A total of 2,262 migrants died while trying to cross the Mediterranean last year, while 113,482 people arrived in Europe by sea, mainly via Spain, according to the UNHCR, which reported figures down from 2017.
In 2017, the number of arrivals by sea was 172,301 and 3,139 people were estimated as “dead or missing” in their attempt to cross, according to figures updated by the UN High Commissioner for Refugees (UNHCR) on its website. The level of arrivals also dropped from the peak of 1.015 million recorded in 2015.
For 2018, if we add nearly 7,000 registered migrants in the Spanish enclaves of Ceuta and Melilla in Africa, we obtain a total of 120,205 arrivals in Europe.
Spain returned last year as the first gateway to Europe, with 55,756 arrivals by sea (against 22,103 in 2017). Italy, where the government with very anti-migrant speeches closed ports to humanitarian ships this summer, recorded 23,371 arrivals last year, plummeting from 2017 (119,369), and Greece 32,497.
In 2018, the first country of origin of migrants was Guinea (13,068 people), followed by Morocco (12,745) and Mali (10,347).

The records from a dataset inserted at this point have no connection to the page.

//! Blob store client for image artifacts.
//!
//! Implements the ArtifactStore trait against an S3-compatible HTTP
//! gateway (MinIO and friends): one PUT per upload, public-read objects,
//! no retries. Upload failures propagate to the caller as-is.

use std::time::Duration;

use async_trait::async_trait;
use chrono::Utc;
use reqwest::Client;

use crate::infrastructure::ports::{ArtifactError, ArtifactStore};

/// Client for the artifact gateway.
#[derive(Clone)]
pub struct BlobStoreClient {
    client: Client,
    base_url: String,
    bucket: String,
    public_base_url: String,
}

impl BlobStoreClient {
    /// `public_base_url` is the prefix baked into stored references; it can
    /// differ from `base_url` when uploads go through an internal endpoint.
    ///
    /// Builder failure is surfaced to the caller; it is a composition-time
    /// fault, not something an upload path can recover from later.
    pub fn new(
        base_url: &str,
        bucket: &str,
        public_base_url: &str,
    ) -> Result<Self, reqwest::Error> {
        let client = Client::builder()
            .timeout(Duration::from_secs(30))
            .build()?;

        Ok(Self {
            client,
            base_url: base_url.trim_end_matches('/').to_string(),
            bucket: bucket.to_string(),
            public_base_url: public_base_url.trim_end_matches('/').to_string(),
        })
    }
}

#[async_trait]
impl ArtifactStore for BlobStoreClient {
    async fn upload(&self, payload: Vec<u8>, original_name: &str) -> Result<String, ArtifactError> {
        // Key the object by name plus upload time so re-uploads of the same
        // filename never clobber an existing artifact.
        let key = format!("{}_{}", original_name, Utc::now().timestamp_millis());

        let response = self
            .client
            .put(format!("{}/{}/{}", self.base_url, self.bucket, key))
            .header("x-amz-acl", "public-read")
            .body(payload)
            .send()
            .await
            .map_err(|e| ArtifactError::Upload(e.to_string()))?;

        if !response.status().is_success() {
            let status = response.status();
            let error_text = response
                .text()
                .await
                .unwrap_or_else(|_| "Unknown error".to_string());
            tracing::warn!(%status, "Artifact upload rejected by the gateway");
            return Err(ArtifactError::Upload(error_text));
        }

        Ok(format!("{}/{}/{}", self.public_base_url, self.bucket, key))
    }
}
//! Schema bootstrap for the catalog table.

use sqlx::PgPool;

/// Ensure the catalog table and indexes exist (idempotent).
///
/// Structured fields live in JSONB columns; the GIN index backs the
/// containment match on `attack` used by the matchup query.
pub async fn ensure_schema(pool: &PgPool) -> Result<(), sqlx::Error> {
    sqlx::query(
        "CREATE TABLE IF NOT EXISTS pokemon (
            id BIGSERIAL PRIMARY KEY,
            name TEXT NOT NULL,
            health INTEGER NOT NULL,
            rarity TEXT,
            artifact_ref TEXT,
            attack JSONB NOT NULL,
            weakness JSONB NOT NULL,
            resistance JSONB,
            created_at TIMESTAMPTZ NOT NULL DEFAULT now(),
            updated_at TIMESTAMPTZ NOT NULL DEFAULT now()
        )",
    )
    .execute(pool)
    .await?;

    sqlx::query("CREATE INDEX IF NOT EXISTS pokemon_name_idx ON pokemon (name)")
        .execute(pool)
        .await?;

    sqlx::query("CREATE INDEX IF NOT EXISTS pokemon_attack_gin ON pokemon USING GIN (attack)")
        .execute(pool)
        .await?;

    Ok(())
}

Syria was only the fourth country of origin of the arrivals, followed by Afghanistan and Iraq.
The reception of migrants rescued at sea caused a European diplomatic crisis last year after the closure of Italian ports, with several humanitarian ships finding themselves wandering in the Mediterranean for want of knowing where to dock. Each situation was unblocked with an emergency agreement between European countries for the distribution of refugees, which had convinced Spain or Malta to let the ships land their passengers.

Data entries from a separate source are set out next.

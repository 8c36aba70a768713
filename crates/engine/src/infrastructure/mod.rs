//! Infrastructure: ports and their concrete adapters.

pub mod blobstore;
pub mod http;
pub mod ports;
pub mod postgres;
//! HTTP route handlers.

pub mod pokemon_routes;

“In 2019, it is essential to put an end to the current boat-by-boat approach,” UNHCR said Sunday urging states to “implement a regional mechanism that gives ship captains clear and predictable guidance on how to where to land refugees and rescued migrants in the Mediterranean”.
On Wednesday, the Maltese authorities agreed to “house” in their waters two German NGO ships carrying 49 migrants rescued in the Mediterranean, due to the deterioration of the conditions on board.
Authorization was given to the seasickness that most of these migrants are suffering from because of the state of the sea, according to this source.
The first of these ships, the Sea-Watch 3, which is flying the flag of the Netherlands, has been sailing since 22 December, waiting to enter a port. It has on board 32 migrants – including three young children, three unaccompanied adolescents and four women – from Nigeria, Libya and Côte d’Ivoire.
The Netherlands, however, said on Wednesday it would welcome some of these 32 migrants “provided other European countries do the same,” said Lennart Wegewijs, spokesman for the Dutch Ministry of Security and Defense.
While Italy, Malta and Spain have refused to accept Sea-Watch 3 migrants, several German cities have offered to take them over.
On Saturday, a government spokesman explained that Germany would only accept these migrants in case of sharing with other European countries, as has happened since Italy officially closed its ports in June.
A ship from another German NGO, Sea-Eye, also still at sea with 17 people on board waiting to be allowed to dock, was also allowed to take shelter in Maltese waters, according to the report of this small Mediterranean island. He has 16 men on board, including the youngest at 17 and a 24-year-old woman, all from West Africa, rescued on Saturday off the coast of Libya.